» Directions for this task
Using the entries below, write out the line with "keep their name", the line with "Numbers render without", and every line in between, exactly as each is written.

____ Data extracts

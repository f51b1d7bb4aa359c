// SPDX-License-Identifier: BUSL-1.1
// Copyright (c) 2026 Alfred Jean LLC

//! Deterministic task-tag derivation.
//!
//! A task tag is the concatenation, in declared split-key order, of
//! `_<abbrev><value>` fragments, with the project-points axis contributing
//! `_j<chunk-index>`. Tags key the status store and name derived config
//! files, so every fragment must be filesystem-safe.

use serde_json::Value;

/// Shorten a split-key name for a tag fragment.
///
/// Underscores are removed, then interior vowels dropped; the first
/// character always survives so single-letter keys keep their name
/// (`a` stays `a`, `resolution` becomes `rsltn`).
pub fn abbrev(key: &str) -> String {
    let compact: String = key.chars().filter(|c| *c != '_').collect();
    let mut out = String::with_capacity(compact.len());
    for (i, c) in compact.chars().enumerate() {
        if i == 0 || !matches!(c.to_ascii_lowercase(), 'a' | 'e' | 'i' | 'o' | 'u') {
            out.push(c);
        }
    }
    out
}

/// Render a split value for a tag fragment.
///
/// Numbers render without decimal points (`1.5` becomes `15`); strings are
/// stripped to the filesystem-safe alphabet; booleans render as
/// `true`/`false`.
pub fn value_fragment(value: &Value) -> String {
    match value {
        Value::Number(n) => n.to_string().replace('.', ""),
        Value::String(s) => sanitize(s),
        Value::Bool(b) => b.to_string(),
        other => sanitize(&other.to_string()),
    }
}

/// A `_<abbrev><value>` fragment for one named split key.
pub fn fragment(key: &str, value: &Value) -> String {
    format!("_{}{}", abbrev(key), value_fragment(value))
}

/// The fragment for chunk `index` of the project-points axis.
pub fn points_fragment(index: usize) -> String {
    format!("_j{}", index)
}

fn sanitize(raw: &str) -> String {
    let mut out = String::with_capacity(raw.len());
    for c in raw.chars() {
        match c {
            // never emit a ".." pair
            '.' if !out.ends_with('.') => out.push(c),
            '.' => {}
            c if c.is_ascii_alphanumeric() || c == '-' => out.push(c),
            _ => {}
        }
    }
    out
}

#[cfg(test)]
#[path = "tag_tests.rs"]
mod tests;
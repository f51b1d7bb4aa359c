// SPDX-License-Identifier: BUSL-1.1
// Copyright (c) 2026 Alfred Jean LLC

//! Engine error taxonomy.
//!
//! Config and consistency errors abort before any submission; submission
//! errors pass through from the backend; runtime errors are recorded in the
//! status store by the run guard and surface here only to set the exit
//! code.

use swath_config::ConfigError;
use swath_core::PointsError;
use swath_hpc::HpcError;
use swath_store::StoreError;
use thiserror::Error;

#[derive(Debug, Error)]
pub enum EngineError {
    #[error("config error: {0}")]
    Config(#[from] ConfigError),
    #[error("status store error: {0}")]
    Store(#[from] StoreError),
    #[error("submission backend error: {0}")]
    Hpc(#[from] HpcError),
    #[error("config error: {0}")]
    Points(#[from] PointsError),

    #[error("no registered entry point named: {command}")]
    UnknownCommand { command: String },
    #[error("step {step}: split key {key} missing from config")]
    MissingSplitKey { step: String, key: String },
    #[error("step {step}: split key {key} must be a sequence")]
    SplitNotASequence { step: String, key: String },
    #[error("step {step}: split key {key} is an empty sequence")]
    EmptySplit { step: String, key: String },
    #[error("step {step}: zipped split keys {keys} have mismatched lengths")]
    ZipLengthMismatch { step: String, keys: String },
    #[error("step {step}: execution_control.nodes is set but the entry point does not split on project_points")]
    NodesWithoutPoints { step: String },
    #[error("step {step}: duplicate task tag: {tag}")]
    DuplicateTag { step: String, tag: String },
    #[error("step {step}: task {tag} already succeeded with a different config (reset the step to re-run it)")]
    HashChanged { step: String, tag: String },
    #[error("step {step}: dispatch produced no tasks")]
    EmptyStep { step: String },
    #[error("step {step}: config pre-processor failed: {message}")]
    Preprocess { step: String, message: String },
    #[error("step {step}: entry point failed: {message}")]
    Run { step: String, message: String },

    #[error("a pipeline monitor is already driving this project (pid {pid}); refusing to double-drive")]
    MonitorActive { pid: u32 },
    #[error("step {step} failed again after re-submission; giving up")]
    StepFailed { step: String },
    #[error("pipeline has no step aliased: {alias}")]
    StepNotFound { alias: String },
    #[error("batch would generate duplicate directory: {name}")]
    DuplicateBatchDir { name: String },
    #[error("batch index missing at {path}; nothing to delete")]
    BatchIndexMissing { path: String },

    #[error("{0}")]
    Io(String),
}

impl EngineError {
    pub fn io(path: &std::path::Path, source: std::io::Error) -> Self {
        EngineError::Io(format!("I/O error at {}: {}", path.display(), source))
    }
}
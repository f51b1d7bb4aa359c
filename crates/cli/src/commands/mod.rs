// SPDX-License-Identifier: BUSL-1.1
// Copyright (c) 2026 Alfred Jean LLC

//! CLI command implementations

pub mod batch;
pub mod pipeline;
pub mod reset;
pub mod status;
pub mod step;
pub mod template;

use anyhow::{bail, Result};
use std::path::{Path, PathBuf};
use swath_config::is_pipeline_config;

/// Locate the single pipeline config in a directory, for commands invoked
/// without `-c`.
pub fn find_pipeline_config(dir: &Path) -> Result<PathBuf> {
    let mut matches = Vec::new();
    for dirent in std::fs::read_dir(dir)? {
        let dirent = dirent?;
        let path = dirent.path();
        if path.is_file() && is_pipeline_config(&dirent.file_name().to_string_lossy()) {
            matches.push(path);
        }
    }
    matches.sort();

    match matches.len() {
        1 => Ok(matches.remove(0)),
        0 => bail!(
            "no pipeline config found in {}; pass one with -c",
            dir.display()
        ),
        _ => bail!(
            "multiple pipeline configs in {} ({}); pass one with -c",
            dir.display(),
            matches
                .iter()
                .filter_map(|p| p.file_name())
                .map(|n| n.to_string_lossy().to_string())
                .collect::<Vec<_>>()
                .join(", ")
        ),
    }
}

________

» Problem solution
/// character always survives so single-letter keys keep their name
/// (`a` stays `a`, `resolution` becomes `rsltn`).
pub fn abbrev(key: &str) -> String {
    let compact: String = key.chars().filter(|c| *c != '_').collect();
    let mut out = String::with_capacity(compact.len());
    for (i, c) in compact.chars().enumerate() {
        if i == 0 || !matches!(c.to_ascii_lowercase(), 'a' | 'e' | 'i' | 'o' | 'u') {
            out.push(c);
        }
    }
    out
}

/// Render a split value for a tag fragment.
///
/// Numbers render without decimal points (`1.5` becomes `15`); strings are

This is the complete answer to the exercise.